On a d’ailleurs tant de sujets de se plaindre des hommes, on est entouré dans ce monde de tant d’ennemis, ou déclarés ou secrets, que quand on est sûr de la fidélité et de l’attachement d’une personne, c’est une acquisition dont il est cruel de se défaire. Pour moi, je vous réponds bien que vous serez mon héros jusqu’au tombeau, et que je mourrai le plus fidèle et le plus respectueux de tous ceux qui vous ont été attachés.


6001. — À M. LE COMTE D’ARGENTAL.
27 avril.

Mes divins anges, il me paraît que le tripot est un peu troublé.

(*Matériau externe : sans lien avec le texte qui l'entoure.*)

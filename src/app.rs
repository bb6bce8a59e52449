/*
 * Responsibility
 * - Config読み込み → 依存生成 (PgPool / TokenService / hasher) → Router 組み立て
 * - migration の適用
 * - Middleware の適用 (security headers / CORS / request-id, timeout, trace)
 * - axum::serve() で起動
 */
use std::{panic, process};

use anyhow::{Context, Result};
use axum::Router;
use sqlx::postgres::PgPoolOptions;
use tracing_subscriber::{layer::SubscriberExt, util::SubscriberInitExt};

use crate::config::Config;
use crate::middleware::{cors, http, security_headers};
use crate::services::auth::{build_password_hasher, build_token_service};
use crate::{api, state::AppState};

fn init_tracing() {
    // RUST_LOG=info,todo_api=debug,tower_http=debug cargo run
    let filter = tracing_subscriber::EnvFilter::try_from_default_env()
        .unwrap_or_else(|_| tracing_subscriber::EnvFilter::new("info,tower_http=info"));

    tracing_subscriber::registry()
        .with(filter)
        .with(tracing_subscriber::fmt::layer())
        .init();
}

fn init_panic_hook(abort_on_panic: bool) {
    let default_hook = panic::take_hook();

    panic::set_hook(Box::new(move |info| {
        tracing::error!(?info, "panic");

        // development: crash loudly. production: keep serving other requests.
        if abort_on_panic {
            process::abort();
        } else {
            default_hook(info);
        }
    }))
}

pub async fn run() -> Result<()> {
    init_tracing();
    let config = Config::from_env()?;
    init_panic_hook(!config.app_env.is_production());

    tracing::info!(
        "starting todo API in {:?} mode on {}",
        config.app_env,
        config.addr
    );

    let state = build_state(&config).await?;
    let app = build_router(state, &config);

    let listener = tokio::net::TcpListener::bind(config.addr)
        .await
        .with_context(|| format!("failed to bind {}", config.addr))?;
    axum::serve(listener, app).await.context("server error")?;

    Ok(())
}

async fn build_state(config: &Config) -> Result<AppState> {
    let pool = PgPoolOptions::new()
        .max_connections(config.database_max_connections)
        .connect(&config.database_url)
        .await
        .context("failed to connect to the database")?;

    sqlx::migrate!()
        .run(&pool)
        .await
        .context("failed to run migrations")?;

    let tokens = build_token_service(config)?;
    let hasher = build_password_hasher(config);

    Ok(AppState::with_pool(pool, tokens, hasher))
}

pub(crate) fn build_router(state: AppState, config: &Config) -> Router {
    let router = Router::new()
        .nest("/api/v1", api::v1::routes(state.clone()))
        .with_state(state);

    let router = security_headers::apply(router);
    let router = cors::apply(router, config);
    http::apply(router, http::HttpLimits::from_config(config))
}
/*
 * Responsibility
 * - /todos 系 CRUD handler
 * - 他人の todo は存在しないのと同じ (404)
 */
use axum::{Json, extract::State, http::StatusCode};

use crate::{
    api::v1::{
        dto::todos::{CreateTodoRequest, TodoResponse, UpdateTodoRequest},
        extractors::{ApiJson, CurrentUser, TodoId},
    },
    error::AppError,
    state::AppState,
};

pub async fn list_todos(
    State(state): State<AppState>,
    CurrentUser(me): CurrentUser,
) -> Result<Json<Vec<TodoResponse>>, AppError> {
    let rows = state.todos.list(me.id).await?;
    Ok(Json(rows.into_iter().map(Into::into).collect()))
}

pub async fn create_todo(
    State(state): State<AppState>,
    CurrentUser(me): CurrentUser,
    ApiJson(req): ApiJson<CreateTodoRequest>,
) -> Result<(StatusCode, Json<TodoResponse>), AppError> {
    let row = state.todos.create(me.id, req.into()).await?;
    Ok((StatusCode::CREATED, Json(row.into())))
}

pub async fn get_todo(
    State(state): State<AppState>,
    CurrentUser(me): CurrentUser,
    todo_id: TodoId,
) -> Result<Json<TodoResponse>, AppError> {
    let row = state.todos.get(me.id, todo_id.id).await?;
    Ok(Json(row.into()))
}

pub async fn update_todo(
    State(state): State<AppState>,
    CurrentUser(me): CurrentUser,
    todo_id: TodoId,
    ApiJson(req): ApiJson<UpdateTodoRequest>,
) -> Result<Json<TodoResponse>, AppError> {
    let row = state.todos.update(me.id, todo_id.id, req.into()).await?;
    Ok(Json(row.into()))
}

pub async fn delete_todo(
    State(state): State<AppState>,
    CurrentUser(me): CurrentUser,
    todo_id: TodoId,
) -> Result<StatusCode, AppError> {
    state.todos.delete(me.id, todo_id.id).await?;
    Ok(StatusCode::NO_CONTENT)
}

Si les comédiens étaient assez fermes pour dire : « Nous ne pouvons faire les fonctions de notre état, si on l’avilit ; nous sommes las d’être mis en prison si nous ne jouons pas, et d’être excommuniés si nous jouons ; dites-nous à qui nous devons obéir, du roi ou d’un habitué de paroisse : mettez-nous au dernier rang des citoyens, mais laissez-nous jouir des droits qu’on accorde aux gadouards, aux bourreaux et aux Fréron ; » si, dis-je, ils tenaient ce langage, et s’ils le soutenaient, il faudrait bien composer avec eux ; mais la difficulté sera toujours d’attacher le grelot.

Je me flatte que vous avez été un peu amusés par les dernières feuilles de l’abbé Bazin[1]. Si je peux en attraper encore, j’aurai l’honneur de vous en faire part.

  1. C’est sous le nom de Bazin que Voltaire avait publié la Philosophie de l’Histoire.